→ Action item: Each entry has to be set down again with no alteration.

→ Input:
══════

use crate::domain::PaymentMethod;
use crate::forms::{FieldErrors, FormData};
use crate::templates::components::field_error;
use crate::templates::desktop_layout;
use crate::templates::layouts::desktop::Nav;
use chrono::NaiveDate;
use maud::{html, Markup};

pub struct BookingVm {
    pub room_id: String,
    pub room_name: String,
    pub date: NaiveDate,
    /// What was submitted; empty on first display.
    pub values: FormData,
    pub errors: FieldErrors,
    /// Rejection that is not about one field, e.g. the room being taken.
    pub alert: Option<String>,
}

impl BookingVm {
    fn value(&self, key: &str, default: impl Into<String>) -> String {
        match self.values.raw(key) {
            "" => default.into(),
            v => v.to_string(),
        }
    }
}

pub fn booking_page(vm: &BookingVm) -> Markup {
    let check_out_default = vm.date.succ_opt().unwrap_or(vm.date);
    let method = vm.value("payment_method", PaymentMethod::CreditCard.as_str());

    desktop_layout(
        &format!("Book {}", vm.room_name),
        Nav::Dashboard,
        None,
        html! {
            main class="container narrow" {
                h1 { "Book " (vm.room_name) }
                p class="lead" { "Fill in the details below to complete the booking." }

                @if let Some(alert) = &vm.alert {
                    div class="alert" role="alert" { (alert) }
                }

                form method="post" action=(format!("/rooms/{}/book?date={}", vm.room_id, vm.date)) class="stack" {
                    label for="guest_name" { "Guest Name" }
                    input type="text" id="guest_name" name="guest_name" value=(vm.value("guest_name", "")) required;
                    (field_error(&vm.errors, "guest_name"))

                    div class="row" {
                        div {
                            label for="check_in" { "Check-in" }
                            input type="date" id="check_in" name="check_in" value=(vm.value("check_in", vm.date.to_string())) required;
                            (field_error(&vm.errors, "check_in"))
                        }
                        div {
                            label for="check_out" { "Check-out" }
                            input type="date" id="check_out" name="check_out" value=(vm.value("check_out", check_out_default.to_string())) required;
                            (field_error(&vm.errors, "check_out"))
                        }
                    }

                    label for="payment_method" { "Payment Method" }
                    select id="payment_method" name="payment_method" {
                        @for m in PaymentMethod::ALL {
                            option value=(m.as_str()) selected[method == m.as_str()] { (m.as_str()) }
                        }
                    }
                    (field_error(&vm.errors, "payment_method"))

                    div class="row" {
                        div {
                            label for="total_amount" { "Total Amount" }
                            input type="number" step="0.01" min="0" id="total_amount" name="total_amount" value=(vm.value("total_amount", "100"));
                            (field_error(&vm.errors, "total_amount"))
                        }
                        div {
                            label for="advance_payment" { "Advance Payment" }
                            input type="number" step="0.01" min="0" id="advance_payment" name="advance_payment" value=(vm.value("advance_payment", "0"));
                            (field_error(&vm.errors, "advance_payment"))
                        }
                    }

                    div class="actions" {
                        a href=(format!("/dashboard?date={}", vm.date)) { "Back" }
                        button type="submit" class="primary" { "Confirm Booking" }
                    }
                }
            }
        },
    )
}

══════

→ The answer:
use crate::domain::PaymentMethod;
use crate::forms::{FieldErrors, FormData};
use crate::templates::components::field_error;
use crate::templates::desktop_layout;
use crate::templates::layouts::desktop::Nav;
use chrono::NaiveDate;
use maud::{html, Markup};

pub struct BookingVm {
    pub room_id: String,
    pub room_name: String,
    pub date: NaiveDate,
    /// What was submitted; empty on first display.
    pub values: FormData,
    pub errors: FieldErrors,
    /// Rejection that is not about one field, e.g. the room being taken.
    pub alert: Option<String>,
}

impl BookingVm {
    fn value(&self, key: &str, default: impl Into<String>) -> String {
        match self.values.raw(key) {
            "" => default.into(),
            v => v.to_string(),
        }
    }
}

pub fn booking_page(vm: &BookingVm) -> Markup {
    let check_out_default = vm.date.succ_opt().unwrap_or(vm.date);
    let method = vm.value("payment_method", PaymentMethod::CreditCard.as_str());

    desktop_layout(
        &format!("Book {}", vm.room_name),
        Nav::Dashboard,
        None,
        html! {
            main class="container narrow" {
                h1 { "Book " (vm.room_name) }
                p class="lead" { "Fill in the details below to complete the booking." }

                @if let Some(alert) = &vm.alert {
                    div class="alert" role="alert" { (alert) }
                }

                form method="post" action=(format!("/rooms/{}/book?date={}", vm.room_id, vm.date)) class="stack" {
                    label for="guest_name" { "Guest Name" }
                    input type="text" id="guest_name" name="guest_name" value=(vm.value("guest_name", "")) required;
                    (field_error(&vm.errors, "guest_name"))

                    div class="row" {
                        div {
                            label for="check_in" { "Check-in" }
                            input type="date" id="check_in" name="check_in" value=(vm.value("check_in", vm.date.to_string())) required;
                            (field_error(&vm.errors, "check_in"))
                        }
                        div {
                            label for="check_out" { "Check-out" }
                            input type="date" id="check_out" name="check_out" value=(vm.value("check_out", check_out_default.to_string())) required;
                            (field_error(&vm.errors, "check_out"))
                        }
                    }

                    label for="payment_method" { "Payment Method" }
                    select id="payment_method" name="payment_method" {
                        @for m in PaymentMethod::ALL {
                            option value=(m.as_str()) selected[method == m.as_str()] { (m.as_str()) }
                        }
                    }
                    (field_error(&vm.errors, "payment_method"))

                    div class="row" {
                        div {
                            label for="total_amount" { "Total Amount" }
                            input type="number" step="0.01" min="0" id="total_amount" name="total_amount" value=(vm.value("total_amount", "100"));
                            (field_error(&vm.errors, "total_amount"))
                        }
                        div {
                            label for="advance_payment" { "Advance Payment" }
                            input type="number" step="0.01" min="0" id="advance_payment" name="advance_payment" value=(vm.value("advance_payment", "0"));
                            (field_error(&vm.errors, "advance_payment"))
                        }
                    }

                    div class="actions" {
                        a href=(format!("/dashboard?date={}", vm.date)) { "Back" }
                        button type="submit" class="primary" { "Confirm Booking" }
                    }
                }
            }
        },
    )
}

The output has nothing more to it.